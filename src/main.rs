use std::path::PathBuf;

use anyhow::{bail, Context, Result};
use clap::{Parser, Subcommand};
use tracing_subscriber::{layer::SubscriberExt, util::SubscriberInitExt};

use gw_predictor::api::state::AppState;
use gw_predictor::config::AppConfig;
use gw_predictor::models::{FixtureId, ResultEntry, Round, Scope};
use gw_predictor::source::build_source;
use gw_predictor::standings;
use gw_predictor::storage::StorageConfig;
use gw_predictor::submission::Submission;

#[derive(Parser)]
#[command(name = "gw-predictor")]
#[command(about = "Score football prediction leagues and serve their leaderboards")]
#[command(version)]
struct Cli {
    /// Path to configuration file
    #[arg(long, default_value = "./config.toml")]
    config: String,

    /// Data directory path (overrides the config file)
    #[arg(long)]
    data_dir: Option<String>,

    /// Log level (trace, debug, info, warn, error)
    #[arg(long)]
    log_level: Option<String>,

    /// Output logs as JSON
    #[arg(long)]
    json_logs: bool,

    #[command(subcommand)]
    command: Commands,
}

#[derive(Subcommand)]
enum Commands {
    /// Start the API server
    Serve {
        /// Bind address
        #[arg(long)]
        host: Option<String>,

        /// Port number
        #[arg(long)]
        port: Option<u16>,
    },

    /// Print a leaderboard
    Leaderboard {
        /// Gameweek to rank; omit for the overall table
        #[arg(long)]
        round: Option<Round>,

        /// Print JSON instead of a table
        #[arg(long)]
        json: bool,
    },

    /// Print the gameweek currently open for predictions
    CurrentRound,

    /// Submit predictions from a JSON file
    Submit {
        /// Submission file ({"name", "handle", "round", "picks"})
        #[arg(long)]
        file: PathBuf,
    },

    /// Record or update a fixture result
    RecordResult {
        #[arg(long)]
        round: Round,

        #[arg(long)]
        fixture: u32,

        #[arg(long)]
        home: Option<u32>,

        #[arg(long)]
        away: Option<u32>,

        /// Mark the fixture as finished
        #[arg(long)]
        finished: bool,

        /// Home team, required when the fixture is new
        #[arg(long)]
        home_team: Option<String>,

        /// Away team, required when the fixture is new
        #[arg(long)]
        away_team: Option<String>,
    },
}

#[tokio::main]
async fn main() -> Result<()> {
    let cli = Cli::parse();

    let mut config = AppConfig::load_or_default(std::path::Path::new(&cli.config))
        .with_context(|| format!("Failed to load config from {}", cli.config))?;
    if let Some(data_dir) = &cli.data_dir {
        config.data_dir = PathBuf::from(data_dir);
    }
    let log_level = cli.log_level.clone().unwrap_or_else(|| config.log_level.clone());

    // Initialize tracing
    let filter = tracing_subscriber::EnvFilter::try_from_default_env()
        .unwrap_or_else(|_| tracing_subscriber::EnvFilter::new(&log_level));

    tracing_subscriber::registry()
        .with(filter)
        .with(cli.json_logs.then(|| tracing_subscriber::fmt::layer().json()))
        .with((!cli.json_logs).then(tracing_subscriber::fmt::layer))
        .init();

    tracing::info!("Starting gw-predictor v{}", env!("CARGO_PKG_VERSION"));

    let storage = StorageConfig::new(config.data_dir.clone());
    let source = build_source(&config.source, &storage)?;

    match cli.command {
        Commands::Serve { host, port } => {
            let host = host.unwrap_or_else(|| config.server.host.clone());
            let port = port.unwrap_or(config.server.port);
            let state = AppState::new(source, config.scoring);
            let app = gw_predictor::api::build_router(state, &config.server.cors_origin);
            let addr = format!("{}:{}", host, port);
            let listener = tokio::net::TcpListener::bind(&addr).await?;
            tracing::info!("API listening on http://{}", addr);
            axum::serve(listener, app).await?;
        }
        Commands::Leaderboard { round, json } => {
            let board = match round {
                Some(round) => {
                    standings::round_leaderboard(source.as_ref(), round, &config.scoring).await
                }
                None => standings::overall_leaderboard(source.as_ref(), &config.scoring).await,
            }
            .with_context(|| {
                let scope = round.map_or(Scope::Overall, |round| Scope::Round { round });
                format!("Could not load {}", scope.to_string().to_lowercase())
            })?;

            if json {
                println!("{}", serde_json::to_string_pretty(&board)?);
            } else {
                print!("{}", board);
            }
        }
        Commands::CurrentRound => match source.current_round().await? {
            Some(round) => println!("{}", round),
            None => bail!("No fixtures scheduled"),
        },
        Commands::Submit { file } => {
            let contents = std::fs::read_to_string(&file)
                .with_context(|| format!("Failed to read {}", file.display()))?;
            let submission: Submission = serde_json::from_str(&contents)
                .with_context(|| format!("Invalid submission in {}", file.display()))?;

            let fixtures = source.fetch_round(submission.round).await?;
            let record = submission.validate(&fixtures, chrono::Utc::now())?;
            source.submit(&record).await?;

            tracing::info!(
                "Stored GW {} predictions for {} ({} picks)",
                record.round,
                record.user_key(),
                record.picks.iter().filter(|p| p.is_complete()).count()
            );
        }
        Commands::RecordResult {
            round,
            fixture,
            home,
            away,
            finished,
            home_team,
            away_team,
        } => {
            if home.is_some() != away.is_some() {
                bail!("--home and --away must be given together");
            }
            let fixture_id = FixtureId(fixture);
            let matches = source.fetch_round(round).await?;
            let existing = matches.iter().find(|m| m.fixture_id == fixture_id);
            let entry = ResultEntry {
                fixture_id,
                home_team,
                away_team,
                kickoff: None,
                home_goals: home,
                away_goals: away,
                finished,
            };
            let Some(result) = entry.apply(round, existing) else {
                bail!(
                    "Fixture {} is new to GW {}; pass --home-team and --away-team",
                    fixture_id,
                    round
                );
            };
            source.record_result(&result).await?;

            tracing::info!(
                "GW {} {} v {}: {}",
                round,
                result.home_team,
                result.away_team,
                result.status_label().unwrap_or_else(|| "not started".to_string())
            );
        }
    }

    Ok(())
}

====

What you are asked to do
Within the listing above, give again exactly every line from the line with "#[command(subcommand)]" through the line with "Print a leaderboard", both included, and no other line.

Written response
    #[command(subcommand)]
    command: Commands,
}

#[derive(Subcommand)]
enum Commands {
    /// Start the API server
    Serve {
        /// Bind address
        #[arg(long)]
        host: Option<String>,

        /// Port number
        #[arg(long)]
        port: Option<u16>,
    },

    /// Print a leaderboard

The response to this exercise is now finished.